YOUR GOAL =>
Using the data below, copy each line that includes the word "display".

=== Begin Enclosure ===

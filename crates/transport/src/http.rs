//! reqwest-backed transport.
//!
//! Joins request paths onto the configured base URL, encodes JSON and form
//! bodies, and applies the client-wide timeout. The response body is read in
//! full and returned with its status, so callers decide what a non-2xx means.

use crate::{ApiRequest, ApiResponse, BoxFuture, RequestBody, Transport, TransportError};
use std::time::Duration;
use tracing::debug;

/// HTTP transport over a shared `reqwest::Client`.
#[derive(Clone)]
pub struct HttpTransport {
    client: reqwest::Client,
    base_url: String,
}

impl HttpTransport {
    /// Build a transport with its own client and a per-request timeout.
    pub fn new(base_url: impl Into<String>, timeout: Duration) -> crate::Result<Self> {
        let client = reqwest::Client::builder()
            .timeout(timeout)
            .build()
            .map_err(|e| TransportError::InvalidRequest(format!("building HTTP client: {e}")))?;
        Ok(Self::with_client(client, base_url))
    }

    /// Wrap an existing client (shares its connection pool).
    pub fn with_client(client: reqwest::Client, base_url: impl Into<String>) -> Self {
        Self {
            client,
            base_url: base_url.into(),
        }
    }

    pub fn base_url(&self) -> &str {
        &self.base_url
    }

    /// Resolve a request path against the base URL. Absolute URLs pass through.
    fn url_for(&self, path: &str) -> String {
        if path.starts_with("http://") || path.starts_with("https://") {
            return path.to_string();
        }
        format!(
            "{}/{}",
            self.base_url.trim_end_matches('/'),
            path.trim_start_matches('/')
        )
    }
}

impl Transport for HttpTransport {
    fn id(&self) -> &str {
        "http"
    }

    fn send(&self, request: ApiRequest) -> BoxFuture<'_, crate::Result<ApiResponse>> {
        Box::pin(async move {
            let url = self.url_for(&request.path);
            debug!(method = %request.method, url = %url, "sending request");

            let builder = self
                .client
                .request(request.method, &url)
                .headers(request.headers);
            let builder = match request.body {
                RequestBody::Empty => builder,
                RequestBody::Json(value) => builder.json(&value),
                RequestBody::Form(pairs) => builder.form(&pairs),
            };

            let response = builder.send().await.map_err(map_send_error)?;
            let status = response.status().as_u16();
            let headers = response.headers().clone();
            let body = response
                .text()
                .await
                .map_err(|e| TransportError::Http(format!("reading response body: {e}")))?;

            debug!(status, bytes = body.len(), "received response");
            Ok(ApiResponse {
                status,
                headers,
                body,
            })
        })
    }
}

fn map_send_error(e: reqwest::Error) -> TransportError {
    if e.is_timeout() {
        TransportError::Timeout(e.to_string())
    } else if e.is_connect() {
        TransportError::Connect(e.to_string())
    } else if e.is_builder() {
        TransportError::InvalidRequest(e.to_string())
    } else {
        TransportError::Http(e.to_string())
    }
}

=== End Enclosure ===
=== Begin Enclosure ===

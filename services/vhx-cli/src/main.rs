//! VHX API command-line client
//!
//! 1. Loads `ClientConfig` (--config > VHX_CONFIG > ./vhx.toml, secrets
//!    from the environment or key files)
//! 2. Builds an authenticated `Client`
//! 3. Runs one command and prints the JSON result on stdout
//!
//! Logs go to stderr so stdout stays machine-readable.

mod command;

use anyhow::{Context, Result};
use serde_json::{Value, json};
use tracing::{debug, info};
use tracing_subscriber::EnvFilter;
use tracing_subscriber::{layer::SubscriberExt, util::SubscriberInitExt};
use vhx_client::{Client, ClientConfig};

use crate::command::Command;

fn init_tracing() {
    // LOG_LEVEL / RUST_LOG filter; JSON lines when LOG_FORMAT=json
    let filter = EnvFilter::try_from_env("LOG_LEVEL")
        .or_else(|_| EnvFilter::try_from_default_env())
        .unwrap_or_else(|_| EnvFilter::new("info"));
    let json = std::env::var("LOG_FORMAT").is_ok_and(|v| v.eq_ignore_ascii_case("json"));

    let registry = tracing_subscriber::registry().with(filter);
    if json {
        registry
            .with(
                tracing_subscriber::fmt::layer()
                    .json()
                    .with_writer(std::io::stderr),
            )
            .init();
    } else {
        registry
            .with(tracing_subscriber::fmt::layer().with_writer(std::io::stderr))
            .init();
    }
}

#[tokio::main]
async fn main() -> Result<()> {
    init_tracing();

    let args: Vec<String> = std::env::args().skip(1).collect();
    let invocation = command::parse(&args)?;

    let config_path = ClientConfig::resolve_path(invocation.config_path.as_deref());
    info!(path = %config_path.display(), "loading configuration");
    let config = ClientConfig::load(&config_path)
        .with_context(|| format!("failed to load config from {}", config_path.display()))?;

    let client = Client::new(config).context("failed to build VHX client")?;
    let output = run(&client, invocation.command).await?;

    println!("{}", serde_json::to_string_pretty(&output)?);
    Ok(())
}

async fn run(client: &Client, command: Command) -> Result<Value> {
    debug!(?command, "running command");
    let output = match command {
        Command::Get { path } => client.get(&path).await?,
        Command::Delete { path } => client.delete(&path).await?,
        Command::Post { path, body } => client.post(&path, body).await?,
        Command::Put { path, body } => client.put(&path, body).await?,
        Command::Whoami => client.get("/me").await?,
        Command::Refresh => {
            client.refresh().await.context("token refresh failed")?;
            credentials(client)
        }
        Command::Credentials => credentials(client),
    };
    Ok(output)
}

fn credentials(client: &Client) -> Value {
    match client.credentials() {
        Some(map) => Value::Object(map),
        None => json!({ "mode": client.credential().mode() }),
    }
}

=== End Enclosure ===

RESULT =>
    info!(path = %config_path.display(), "loading configuration");
        .with_context(|| format!("failed to load config from {}", config_path.display()))?;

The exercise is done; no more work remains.